Cymene Howe and Dominic Boyer invited me on to the Cultures of Energy podcast to discuss my recent book Amazonia in the Anthropocene. Our conversation touched on an number of different topics including Amazonian deforestation, the politics of indigeneity, terra preta do índio (Amazonian Dark Earth), American Confederates in the Amazon, weeds (and weed), flooding in south Florida, Marx and the metabolic rift, and “night soil” (i.e. human shit). The episode just went online today. Give it a listen.
Published by nckawa
I'm a cultural and environmental anthropologist with interests in biodiversity management and smallholder agriculture in rural Amazonia. I've conducted research on agrobiodiversity management, anthropogenic soils, and community-based conservation. Currently, I'm also interested in the ways that farmers rely upon social networks, local ecological knowledge, and agrobiodiversity management to contend with the uncertainties of global climate change. View all posts by nckawa
Congratulations Nicholas Kawa. I´m an anthropologist with Master´s Degree from BSU in 1987. I´m from Peru. Now I´m naturalized American citizen. I did applied anthropology in Amazon area in Peru, specifically North East and South of Ecuador between 1996-2000. The studies of applied anthropology were financed by the Denmark government, Museum of Copenhagen. I was professor of Anthropology in National University of Trujillo, Peru 1974-2001. I got a Fulbright scholarship to study in USA , 1985. I studied in BSU. 1986-1987. It was an outstanding experience with professors of Anthropology in the Department of Anthropology of BSU. I was the first anthropologist who organized the National Commission for Indigenous People from Andes, Amazon Area and Afro Peruvian group, 2001-2002. It was financed by World Bank. But this commission was deactivated after 2006 by the national government. I had the opportunity to understand in situ the deforestation issue and the bad conditions of standard of living of the tribes in Amazon and Andes areas. I like to work there. But, by personal and family issues I had to migrate to USA, because I was invited to live here with all my family in 2002. Now I´m retired guy. However, you are doing a wonderful job changing the landscape of Muncie´s downtown. I remember the outlooks was poor and depressing. Greetings and good luck.

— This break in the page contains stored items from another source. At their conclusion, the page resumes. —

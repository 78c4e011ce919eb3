//! Popularity tiers.
//!
//! A column's tier depends only on the cell in the table's final row. A column
//! whose final cell is undefined, or at or below the lowest threshold, lands in
//! no tier at all.

use serde::{Deserialize, Serialize};

use crate::series::AlignedTable;

/// Strict lower bounds, evaluated top-down; first match wins.
#[derive(Debug, Clone, PartialEq, Serialize, Deserialize)]
#[serde(default)]
pub struct TierThresholds {
    pub top: f64,
    pub second: f64,
    pub third: f64,
    pub fourth: f64,
}

impl Default for TierThresholds {
    fn default() -> Self {
        Self {
            top: 100_000.0,
            second: 10_000.0,
            third: 1_000.0,
            fourth: 100.0,
        }
    }
}

#[derive(Debug, Clone, Copy, PartialEq, Eq, Hash, PartialOrd, Ord, Serialize, Deserialize)]
#[serde(rename_all = "snake_case")]
pub enum Tier {
    Top,
    Second,
    Third,
    Fourth,
}

impl Tier {
    pub const ALL: [Tier; 4] = [Tier::Top, Tier::Second, Tier::Third, Tier::Fourth];

    pub fn label(self) -> &'static str {
        match self {
            Tier::Top => "top",
            Tier::Second => "second",
            Tier::Third => "third",
            Tier::Fourth => "fourth",
        }
    }

    /// Chart title, naming the range the tier covers.
    pub fn title(self, thresholds: &TierThresholds) -> String {
        let (low, high) = match self {
            Tier::Top => (thresholds.top, None),
            Tier::Second => (thresholds.second, Some(thresholds.top)),
            Tier::Third => (thresholds.third, Some(thresholds.second)),
            Tier::Fourth => (thresholds.fourth, Some(thresholds.third)),
        };
        match high {
            Some(high) => format!("Players {low:.0} - {high:.0}"),
            None => format!("Players > {low:.0}"),
        }
    }

    pub fn classify(value: f64, thresholds: &TierThresholds) -> Option<Tier> {
        if value > thresholds.top {
            Some(Tier::Top)
        } else if value > thresholds.second {
            Some(Tier::Second)
        } else if value > thresholds.third {
            Some(Tier::Third)
        } else if value > thresholds.fourth {
            Some(Tier::Fourth)
        } else {
            None
        }
    }
}

impl std::fmt::Display for Tier {
    fn fmt(&self, f: &mut std::fmt::Formatter<'_>) -> std::fmt::Result {
        f.write_str(self.label())
    }
}

/// Four disjoint sub-tables, all sharing the input table's axis.
#[derive(Debug, Clone, PartialEq, Default)]
pub struct TierTables {
    pub top: AlignedTable,
    pub second: AlignedTable,
    pub third: AlignedTable,
    pub fourth: AlignedTable,
}

impl TierTables {
    pub fn get(&self, tier: Tier) -> &AlignedTable {
        match tier {
            Tier::Top => &self.top,
            Tier::Second => &self.second,
            Tier::Third => &self.third,
            Tier::Fourth => &self.fourth,
        }
    }

    pub fn iter(&self) -> impl Iterator<Item = (Tier, &AlignedTable)> {
        Tier::ALL.into_iter().map(move |tier| (tier, self.get(tier)))
    }

    pub fn total_columns(&self) -> usize {
        self.iter().map(|(_, t)| t.column_count()).sum()
    }

    /// Tier holding the given column, if any.
    pub fn tier_of(&self, label: &str) -> Option<Tier> {
        self.iter()
            .find(|(_, table)| table.column(label).is_some())
            .map(|(tier, _)| tier)
    }
}

/// Partition columns by their final-row value.
pub fn classify(table: &AlignedTable, thresholds: &TierThresholds) -> TierTables {
    let mut tiers = TierTables {
        top: table.empty_like(),
        second: table.empty_like(),
        third: table.empty_like(),
        fourth: table.empty_like(),
    };

    for column in table.columns() {
        let Some(last) = column.values.last().copied().flatten() else {
            continue;
        };
        let Some(tier) = Tier::classify(last, thresholds) else {
            continue;
        };
        let target = match tier {
            Tier::Top => &mut tiers.top,
            Tier::Second => &mut tiers.second,
            Tier::Third => &mut tiers.third,
            Tier::Fourth => &mut tiers.fourth,
        };
        target.columns.push(column.clone());
    }

    tiers
}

Hi Ideltonio, thanks so much for your message. I really appreciate it. And it’s great to hear about your experiences studying at BSU and working in Amazonia. Please keep in touch. I’m now working at Ohio State, but I still have strong connections to BSU and the Muncie community. Un fuerte abrazo!
Hi Nicholas. Thanks answering me. I´ll keep in touch. Abrazos anthropologically.